# AIM OF THE TASK
Your task is to quote the records from their first line through the line containing "pub const fn", with nothing added or left out.
======== GIVEN ENTRIES
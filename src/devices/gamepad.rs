//! Gamepad control table.
//!
//! All controls live on the HID Generic Desktop / Game Controls usage page (`0x05`).
//!
//! | Control          | Type   | Usage       |
//! |------------------|--------|-------------|
//! | face buttons     | `bool` | `0005:0090`–`0005:0093` |
//! | shoulders        | `bool` | `0005:0094`–`0005:0095` |
//! | select / start   | `bool` | `0005:0096`–`0005:0097` |
//! | d-pad            | `bool` | `0005:0098`–`0005:009b` |
//! | sticks           | [`Vec2`] | `0005:00a0`–`0005:00a1` |
//! | triggers         | `f32`  | `0005:00c4`–`0005:00c5` |
//!
//! Stick axes are normalized to `[-1.0, 1.0]`, triggers to `[0.0, 1.0]`.

use crate::source::Control;
use crate::usage::Usage;
use serde::{Deserialize, Serialize};
use std::fmt;

/// Gamepad usage page.
pub const PAGE: u16 = 0x05;

const fn usage(id: u16) -> Usage {
    Usage::from_parts(PAGE, id)
}

/// Two-axis stick position.
#[derive(Clone, Copy, Debug, Default, PartialEq, Serialize, Deserialize)]
pub struct Vec2 {
    pub x: f32,
    pub y: f32,
}

impl Vec2 {
    pub const ZERO: Vec2 = Vec2 { x: 0.0, y: 0.0 };

    #[inline]
    pub const fn new(x: f32, y: f32) -> Self {
        Self { x, y }
    }

    #[inline]
    pub fn length(self) -> f32 {
        self.x.hypot(self.y)
    }
}

impl fmt::Display for Vec2 {
    fn fmt(&self, f: &mut fmt::Formatter<'_>) -> fmt::Result {
        write!(f, "({:.3}, {:.3})", self.x, self.y)
    }
}

pub const BUTTON_SOUTH: Control<bool> = Control::new(usage(0x90), "Gamepad.ButtonSouth");
pub const BUTTON_EAST: Control<bool> = Control::new(usage(0x91), "Gamepad.ButtonEast");
pub const BUTTON_WEST: Control<bool> = Control::new(usage(0x92), "Gamepad.ButtonWest");
pub const BUTTON_NORTH: Control<bool> = Control::new(usage(0x93), "Gamepad.ButtonNorth");
pub const LEFT_SHOULDER: Control<bool> = Control::new(usage(0x94), "Gamepad.LeftShoulder");
pub const RIGHT_SHOULDER: Control<bool> = Control::new(usage(0x95), "Gamepad.RightShoulder");
pub const SELECT: Control<bool> = Control::new(usage(0x96), "Gamepad.Select");
pub const START: Control<bool> = Control::new(usage(0x97), "Gamepad.Start");
pub const DPAD_UP: Control<bool> = Control::new(usage(0x98), "Gamepad.Up");
pub const DPAD_DOWN: Control<bool> = Control::new(usage(0x99), "Gamepad.Down");
pub const DPAD_LEFT: Control<bool> = Control::new(usage(0x9A), "Gamepad.Left");
pub const DPAD_RIGHT: Control<bool> = Control::new(usage(0x9B), "Gamepad.Right");

pub const LEFT_STICK: Control<Vec2> = Control::new(usage(0xA0), "Gamepad.LeftStick");
pub const RIGHT_STICK: Control<Vec2> = Control::new(usage(0xA1), "Gamepad.RightStick");

pub const LEFT_TRIGGER: Control<f32> = Control::new(usage(0xC4), "Gamepad.LeftTrigger");
pub const RIGHT_TRIGGER: Control<f32> = Control::new(usage(0xC5), "Gamepad.RightTrigger");

/// Every button, in declaration order.
pub const BUTTONS: [Control<bool>; 12] = [
    BUTTON_SOUTH,
    BUTTON_EAST,
    BUTTON_WEST,
    BUTTON_NORTH,
    LEFT_SHOULDER,
    RIGHT_SHOULDER,
    SELECT,
    START,
    DPAD_UP,
    DPAD_DOWN,
    DPAD_LEFT,
    DPAD_RIGHT,
];

pub const STICKS: [Control<Vec2>; 2] = [LEFT_STICK, RIGHT_STICK];

pub const TRIGGERS: [Control<f32>; 2] = [LEFT_TRIGGER, RIGHT_TRIGGER];

#[cfg(test)]
mod tests {
    use super::*;
    use std::collections::HashSet;

    #[test]
    fn usages_are_unique_and_on_the_gamepad_page() {
        let usages: Vec<Usage> = BUTTONS
            .iter()
            .map(|c| c.usage())
            .chain(STICKS.iter().map(|c| c.usage()))
            .chain(TRIGGERS.iter().map(|c| c.usage()))
            .collect();
        let unique: HashSet<_> = usages.iter().copied().collect();
        assert_eq!(unique.len(), usages.len());
        assert!(usages.iter().all(|u| u.page() == PAGE && u.is_valid()));
    }

    #[test]
    fn vec2_length() {
        assert!((Vec2::new(3.0, 4.0).length() - 5.0).abs() < 1e-6);
        assert_eq!(Vec2::ZERO.to_string(), "(0.000, 0.000)");
    }
}
//! Fan-in nodes: [`Merge`] and [`CombineLatest`].

use super::multicast::{connect_all, IndexedObserver, Multicast};
use crate::context::Context;
use crate::error::{Error, Result};
use crate::observer::Observer;
use crate::observer_list::ObserverList;
use crate::source::InputSource;
use crate::subscription::Subscription;
use std::cell::{Cell, RefCell};
use std::rc::Rc;

/// Boolean OR of several inputs, emitted every time any input emits.
#[derive(Clone)]
pub struct Merge {
    sources: Rc<[Rc<dyn InputSource<bool>>]>,
    multicast: Rc<Multicast<bool>>,
}

impl Merge {
    pub(crate) fn new(sources: Vec<Rc<dyn InputSource<bool>>>) -> Self {
        Self {
            sources: sources.into(),
            multicast: Multicast::new("merge"),
        }
    }
}

impl InputSource<bool> for Merge {
    fn subscribe(&self, context: &Context, observer: Rc<dyn Observer<bool>>) -> Result<Subscription> {
        self.multicast.subscribe(context, observer, |output| {
            let state = Rc::new(MergeState {
                last: (0..self.sources.len()).map(|_| Cell::new(false)).collect(),
                completed: Cell::new(0),
                output,
            });
            connect_all(context, &self.sources, &state)
        })
    }
}

struct MergeState {
    last: Vec<Cell<bool>>,
    completed: Cell<usize>,
    output: ObserverList<bool>,
}

impl IndexedObserver<bool> for MergeState {
    fn on_next_at(&self, index: usize, value: &bool) {
        self.last[index].set(*value);
        let any = self.last.iter().any(Cell::get);
        self.output.on_next(&any);
    }

    fn on_completed_at(&self, _index: usize) {
        let completed = self.completed.get() + 1;
        self.completed.set(completed);
        if completed == self.last.len() {
            self.output.on_completed();
        }
    }

    fn on_error_at(&self, _index: usize, error: &Error) {
        self.output.on_error(error);
    }
}

/// Pairs the latest values of two inputs, emitted every time either input emits.
///
/// An input that has not emitted yet contributes `Default::default()`.
pub struct CombineLatest<A, B> {
    left: Rc<dyn InputSource<A>>,
    right: Rc<dyn InputSource<B>>,
    multicast: Rc<Multicast<(A, B)>>,
}

impl<A, B> Clone for CombineLatest<A, B> {
    fn clone(&self) -> Self {
        Self {
            left: Rc::clone(&self.left),
            right: Rc::clone(&self.right),
            multicast: Rc::clone(&self.multicast),
        }
    }
}

impl<A: 'static, B: 'static> CombineLatest<A, B> {
    pub(crate) fn new(left: Rc<dyn InputSource<A>>, right: Rc<dyn InputSource<B>>) -> Self {
        Self {
            left,
            right,
            multicast: Multicast::new("combine_latest"),
        }
    }
}

impl<A, B> InputSource<(A, B)> for CombineLatest<A, B>
where
    A: Clone + Default + 'static,
    B: Clone + Default + 'static,
{
    fn subscribe(
        &self,
        context: &Context,
        observer: Rc<dyn Observer<(A, B)>>,
    ) -> Result<Subscription> {
        self.multicast.subscribe(context, observer, |output| {
            let state = Rc::new(Latest {
                values: RefCell::new((A::default(), B::default())),
                completed: Cell::new(0),
                output,
            });
            let left = self.left.subscribe(
                context,
                Rc::new(LeftPort {
                    state: Rc::clone(&state),
                }),
            )?;
            let right = self
                .right
                .subscribe(context, Rc::new(RightPort { state }))?;
            Ok(Subscription::all(vec![left, right]))
        })
    }
}

struct Latest<A, B> {
    values: RefCell<(A, B)>,
    completed: Cell<usize>,
    output: ObserverList<(A, B)>,
}

impl<A: Clone + 'static, B: Clone + 'static> Latest<A, B> {
    fn emit(&self) {
        let snapshot = self.values.borrow().clone();
        self.output.on_next(&snapshot);
    }

    fn complete_one(&self) {
        let completed = self.completed.get() + 1;
        self.completed.set(completed);
        if completed == 2 {
            self.output.on_completed();
        }
    }
}

struct LeftPort<A, B> {
    state: Rc<Latest<A, B>>,
}

impl<A: Clone + 'static, B: Clone + 'static> Observer<A> for LeftPort<A, B> {
    fn on_next(&self, value: &A) {
        self.state.values.borrow_mut().0 = value.clone();
        self.state.emit();
    }

    fn on_completed(&self) {
        self.state.complete_one();
    }

    fn on_error(&self, error: &Error) {
        self.state.output.on_error(error);
    }
}

struct RightPort<A, B> {
    state: Rc<Latest<A, B>>,
}

impl<A: Clone + 'static, B: Clone + 'static> Observer<B> for RightPort<A, B> {
    fn on_next(&self, value: &B) {
        self.state.values.borrow_mut().1 = value.clone();
        self.state.emit();
    }

    fn on_completed(&self) {
        self.state.complete_one();
    }

    fn on_error(&self, error: &Error) {
        self.state.output.on_error(error);
    }
}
================
# YOUR SOLUTION
filename src/devices/gamepad.rs
//! Gamepad control table.
//!
//! All controls live on the HID Generic Desktop / Game Controls usage page (`0x05`).
//!
//! | Control          | Type   | Usage       |
//! |------------------|--------|-------------|
//! | face buttons     | `bool` | `0005:0090`–`0005:0093` |
//! | shoulders        | `bool` | `0005:0094`–`0005:0095` |
//! | select / start   | `bool` | `0005:0096`–`0005:0097` |
//! | d-pad            | `bool` | `0005:0098`–`0005:009b` |
//! | sticks           | [`Vec2`] | `0005:00a0`–`0005:00a1` |
//! | triggers         | `f32`  | `0005:00c4`–`0005:00c5` |
//!
//! Stick axes are normalized to `[-1.0, 1.0]`, triggers to `[0.0, 1.0]`.

use crate::source::Control;
use crate::usage::Usage;
use serde::{Deserialize, Serialize};
use std::fmt;

/// Gamepad usage page.
pub const PAGE: u16 = 0x05;

const fn usage(id: u16) -> Usage {
    Usage::from_parts(PAGE, id)
}

/// Two-axis stick position.
#[derive(Clone, Copy, Debug, Default, PartialEq, Serialize, Deserialize)]
pub struct Vec2 {
    pub x: f32,
    pub y: f32,
}

impl Vec2 {
    pub const ZERO: Vec2 = Vec2 { x: 0.0, y: 0.0 };

    #[inline]
    pub const fn new(x: f32, y: f32) -> Self {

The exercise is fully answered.